At first I thought We Out Here’s poster was also a free-for-all until I started to pay a bit closer attention:

There is clear grouping among the middle tier, like a heat map: disco dinosaurs on the first row, 30-something bass bin botherers on the second (sorry liv for mis-ageing you), dnb dinos on rows 4 and 5 etc. It’s a subtle piece of design work and I applaud it, except for the grave injustice done to poor Pev, who has been rudely demoted to tier three.

Then again, I probably shouldn’t complain about tier cut-offs too much since I’ve had the benefit of them on the Kala lineup:

Somehow I snuck into tier two above Haseeb Iqbal, Louise Chen and Millos Kaiser. Is it because my name was a letter or two shorter than theirs and fit better on that final line of tier two? We’ll never know.

To finish, a category of lineups that I didn’t even know existed until the past few weeks when I started paying attention to these things. It’s difficult to know what else to call it other than the Church of Floating Points category:

I guess it’s Floating Points’ festival and we’re all just living in it? Far be it from him to submit to the ignominy of alphabetisation. It’s the same for Gala, though here he magnanimously shares the non-A-Z real estate with his mate Caribou:

The same design studio did both of these posters so maybe there’s some back room dealing going on? The Gala poster also exquisitely shows off a dilemma associated with acts like Coast To Coast and Laundrette: you may book our novelty 3manyDJs act, but your poster designers will have to deal with the consequences.

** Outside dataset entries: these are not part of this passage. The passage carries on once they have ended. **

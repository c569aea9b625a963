//! Connection bootstrap utilities for the care cache.
//!
//! # Invariants
//! - Returned connections have `foreign_keys=ON`.
//! - Returned connections have migrations fully applied.

use super::migrations::apply_migrations;
use super::DbResult;
use log::{error, info};
use rusqlite::Connection;
use std::path::Path;
use std::time::{Duration, Instant};

const BUSY_TIMEOUT: Duration = Duration::from_secs(5);

/// Opens the cache database file and applies all pending migrations.
///
/// # Side effects
/// - Creates the file when missing.
/// - Emits `db_open` logging events with duration and status.
pub fn open_db(path: impl AsRef<Path>) -> DbResult<Connection> {
    open_with("file", || Connection::open(path))
}

/// Opens an in-memory cache database and applies all pending migrations.
///
/// Used by tests and by the companion when no durable path is configured.
pub fn open_db_in_memory() -> DbResult<Connection> {
    open_with("memory", Connection::open_in_memory)
}

fn open_with(
    mode: &'static str,
    connect: impl FnOnce() -> rusqlite::Result<Connection>,
) -> DbResult<Connection> {
    let started_at = Instant::now();
    info!("event=db_open module=db status=start mode={mode}");

    let mut conn = connect().map_err(|err| {
        error!(
            "event=db_open module=db status=error mode={mode} duration_ms={} error_code=db_open_failed error={err}",
            started_at.elapsed().as_millis()
        );
        err
    })?;

    if let Err(err) = bootstrap_connection(&mut conn) {
        error!(
            "event=db_open module=db status=error mode={mode} duration_ms={} error_code=db_bootstrap_failed error={err}",
            started_at.elapsed().as_millis()
        );
        return Err(err);
    }

    info!(
        "event=db_open module=db status=ok mode={mode} duration_ms={}",
        started_at.elapsed().as_millis()
    );
    Ok(conn)
}

fn bootstrap_connection(conn: &mut Connection) -> DbResult<()> {
    conn.execute_batch("PRAGMA foreign_keys = ON;")?;
    conn.busy_timeout(BUSY_TIMEOUT)?;
    apply_migrations(conn)?;
    Ok(())
}
//! Periodic task checker: reminders for upcoming tasks and misses for overdue
//! ones.

use super::reminder::ReminderScanner;
use super::{Notification, NotificationChannel, NotificationPriority, NotificationSink};
use crate::clock::now_epoch_ms;
use crate::repo::{CareRepositories, RepoError, RepoResult};
use log::{debug, info, warn};
use std::sync::Arc;
use std::time::Duration;
use tokio::task::JoinHandle;
use tokio::time::MissedTickBehavior;

#[derive(Debug, Clone, Copy, PartialEq, Eq)]
pub struct TaskCheckerConfig {
    pub interval: Duration,
    /// How far ahead upcoming tasks are reminded.
    pub lookahead: Duration,
    /// How long a pending task may stay overdue before it is marked missed.
    pub missed_grace: Duration,
}

impl Default for TaskCheckerConfig {
    fn default() -> Self {
        Self {
            interval: Duration::from_secs(60),
            lookahead: Duration::from_secs(15 * 60),
            missed_grace: Duration::from_secs(60 * 60),
        }
    }
}

#[derive(Debug, Clone, Copy, Default, PartialEq, Eq)]
pub struct TickReport {
    pub reminders: usize,
    pub missed: usize,
}

pub struct TaskChecker {
    repos: CareRepositories,
    sink: Arc<dyn NotificationSink>,
    scanner: ReminderScanner,
    missed_grace_ms: i64,
}

impl TaskChecker {
    pub fn new(
        repos: CareRepositories,
        sink: Arc<dyn NotificationSink>,
        config: TaskCheckerConfig,
    ) -> Self {
        Self {
            scanner: ReminderScanner::new(repos.clone(), duration_ms(config.lookahead)),
            repos,
            sink,
            missed_grace_ms: duration_ms(config.missed_grace),
        }
    }

    /// Runs one check at `now_ms`.
    ///
    /// A listed task that a caretaker settled before it could be marked missed
    /// is skipped; the rest of the tick still runs.
    pub fn tick(&mut self, now_ms: i64) -> RepoResult<TickReport> {
        let mut report = TickReport::default();

        let cutoff = now_ms.saturating_sub(self.missed_grace_ms);
        let overdue = self
            .repos
            .tasks
            .list_pending_tasks()?
            .into_iter()
            .filter(|task| task.scheduled_time < cutoff);
        for task in overdue {
            let missed = match self.repos.tasks.miss_task(&task.id, now_ms) {
                Ok(missed) => missed,
                Err(err @ (RepoError::InvalidTransition { .. } | RepoError::NotFound { .. })) => {
                    debug!(
                        "event=task_check module=notify status=skipped task_id={} error={err}",
                        task.id
                    );
                    continue;
                }
                Err(err) => return Err(err),
            };
            self.sink.notify(Notification {
                channel: NotificationChannel::System,
                title: format!("Missed: {}", missed.title),
                message: "The task was not completed in time.".to_string(),
                priority: NotificationPriority::High,
                task_id: Some(missed.id),
            });
            report.missed += 1;
        }

        for reminder in self.scanner.scan(now_ms)? {
            self.sink.notify(reminder);
            report.reminders += 1;
        }

        if report != TickReport::default() {
            info!(
                "event=task_check module=notify status=ok reminders={} missed={}",
                report.reminders, report.missed
            );
        }
        Ok(report)
    }
}

/// Runs `checker` every `interval` until the returned handle is aborted.
///
/// Must be called from within a tokio runtime.
pub fn spawn_task_checker(mut checker: TaskChecker, interval: Duration) -> JoinHandle<()> {
    tokio::spawn(async move {
        let mut ticker = tokio::time::interval(interval);
        ticker.set_missed_tick_behavior(MissedTickBehavior::Delay);
        loop {
            ticker.tick().await;
            if let Err(err) = checker.tick(now_epoch_ms()) {
                warn!("event=task_check module=notify status=error error={err}");
            }
        }
    })
}

fn duration_ms(duration: Duration) -> i64 {
    i64::try_from(duration.as_millis()).unwrap_or(i64::MAX)
}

I’m definitely not on board with the Church of Floating Points approach. In fact, in the case of Rally I find it positively embarrassing that they would reify someone, even the venerable Points, in such a way over Asha Fucking Puthli. That being said, I did see one lineup recently where this level of idolisation was fully merited. Rising high above such worldly concerns as alphabets, indeed raising a middle finger to the hesitant (and entirely incorrect) “A-Z” written directly above her name, as if this redundant indication of alphabetical order were in fact merely a restatement of the first two letters of her name, announcing her arrival, celestial in her own font size, the queen herself! And she, as always, gets the final (or should that be first) word:


(Postscript: Trusme’s set at that party was one of the worst I’ve ever heard, which just goes to show that headline billing does not always translate into a good time.)